Then their product is also lower triangular each is a invertible matrix. So, you take
its inverse and then you will get A to be equal to inverse of A lower triangular matrix
into U. U is upper triangular and then inverse of this that gave us n.
Now, what is happening is, we have got in between the permutation matrices. So, we want
to show that this equation can be written in the form E n minus 1 dash E n minus 2 dash
E 1 dash. And then all these permutation matrices together
into A is equal to U. So, these we want to show that all these matrices they are going
to be lower triangular and invertible, this P n minus 1 P n minus 2 P 1. This together
will give us a permutation matrix P. So, in P 1 P 2 P n minus 1, we were interchanging
only one row at a time in P we will be interchanging finitely many rows.
So, I am going to show this for 3 by 3 matrices. So, this is to give you an idea and then the
similar argument works. So, what we want to do is - we have got lower triangular matrix
and permutation matrix in that order. So, I want to take all lower triangular matrices
together and all permutation matrices together. So, that is what we want to do and we are
going to illustrate it for 3 by 3 matrix.
So, you consider E 2 P 2 E 1 P 1 A is equal to U. So, n is equal to 3 A is 3 by 3 matrix
U is upper triangular matrix P 1 and P 2 they are obtained by interchanging one row at a
time from the identity matrix E 1 and E 2 are going to be lower triangular matrices.
So, we know that P 2 square is identity. So, what I can do is after E 1, I can introduce
P 2 square because P 2 square is identity. So, you will get U is equal to E 2 P 2 E 1,
then I am introducing P 2 square P 1 A. Now, this P 2 E 1 P 2 that I denote by E1 dash.
So, I have got U is equal to E 2 E 1 dash P 2 P 1 A So, now, I have achieved to have
my permutation matrices together, but I need to show that the E 1 dash, which I obtained
that is a lower triangular matrix, because I start with our E 1 is going to be lower
triangular matrix. In fact, it will be unique lower triangular matrix.
So, now E 1 dash I have P 2 E 1 P 2. So, I need to show that it retains the lower triangular
structure. So, let us look at E1. So, E1 is matrix 1 minus m21 minus m 31 0 1 0 0 0 1.

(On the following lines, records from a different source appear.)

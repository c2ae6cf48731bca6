pub mod database;
pub mod notifications;
pub mod remote;
pub mod sync;

pub use database::{ConnectionPool, SqliteSyncStore};
pub use notifications::TracingNewsNotifier;
pub use remote::InMemoryRemoteSource;
pub mod change_list_version;
pub mod sync_collection;

pub use change_list_version::ChangeListVersion;
pub use sync_collection::SyncCollection;
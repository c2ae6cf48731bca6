use crate::domain::entities::ChangeList;
use crate::domain::value_objects::{ChangeListVersion, SyncCollection};
use crate::shared::error::AppError;
use async_trait::async_trait;

#[async_trait]
pub trait ChangeListSource: Send + Sync {
    async fn change_list(
        &self,
        collection: SyncCollection,
        since: ChangeListVersion,
    ) -> Result<ChangeList, AppError>;
}
use crate::domain::constants::NEVER_SYNCED_VERSION;
use serde::{Deserialize, Serialize};
use std::fmt;

/// Opaque, totally ordered change list watermark for one collection.
#[derive(Debug, Clone, Copy, PartialEq, Eq, PartialOrd, Ord, Hash, Serialize, Deserialize)]
#[serde(transparent)]
pub struct ChangeListVersion(i64);

impl ChangeListVersion {
    pub const NEVER_SYNCED: Self = Self(NEVER_SYNCED_VERSION);

    pub const fn new(value: i64) -> Self {
        Self(value)
    }

    pub fn value(self) -> i64 {
        self.0
    }

    /// Any value at or below the sentinel counts as "never synced".
    pub fn is_never_synced(self) -> bool {
        self.0 <= NEVER_SYNCED_VERSION
    }
}

impl Default for ChangeListVersion {
    fn default() -> Self {
        Self::NEVER_SYNCED
    }
}

impl fmt::Display for ChangeListVersion {
    fn fmt(&self, f: &mut fmt::Formatter<'_>) -> fmt::Result {
        write!(f, "{}", self.0)
    }
}

impl From<i64> for ChangeListVersion {
    fn from(value: i64) -> Self {
        Self(value)
    }
}

impl From<ChangeListVersion> for i64 {
    fn from(version: ChangeListVersion) -> Self {
        version.0
    }
}
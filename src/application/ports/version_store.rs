use crate::domain::value_objects::{ChangeListVersion, SyncCollection};
use crate::shared::error::AppError;
use async_trait::async_trait;

/// Durable per-collection change list watermark.
#[async_trait]
pub trait VersionStore: Send + Sync {
    /// Returns [`ChangeListVersion::NEVER_SYNCED`] for a collection with no row.
    async fn read(&self, collection: SyncCollection) -> Result<ChangeListVersion, AppError>;
    async fn write(
        &self,
        collection: SyncCollection,
        version: ChangeListVersion,
    ) -> Result<(), AppError>;
}
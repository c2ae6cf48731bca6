pub mod config;
pub mod error;

pub use config::AppConfig;
pub use error::{AppError, SyncErrorKind};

So, that means, this E is the matrix which accounts for r 2 minus m 21 r 1 and r 3 minus
m 31 r 1 P 2 is the matrix in which you are interchanging second and third row then when
you look at matrix P 2 E 1 P 2 E 1 is going to be interchange of 2nd and 3rd row of E
1, we know that if you pre-multiply by a permutation matrix; that means, it is interchange of rows.
If you post multiply by a permutation matrix, it corresponds to interchange of columns.
So, what we are doing is you have got, you consider E 1. So, that is the first step of
gauss elimination method, now you will get a modified matrix. In that modified matrix,
now you want to introduce 0 in the second column below the diagonal. Now, you may have
to interchange the rows, because I am taking 3 by 3 matrix the only row interchange is
going to be second and third row. So, that is what I am doing and now, I am
trying to show that E1 is lower triangular. And if you consider P 2 E 1 P 2 that also
is going to be lower triangular. So, now, P2 E1 that becomes interchange of 2nd and
3rd row. So, it is minus m 31 0 1 and minus m 21 1 0.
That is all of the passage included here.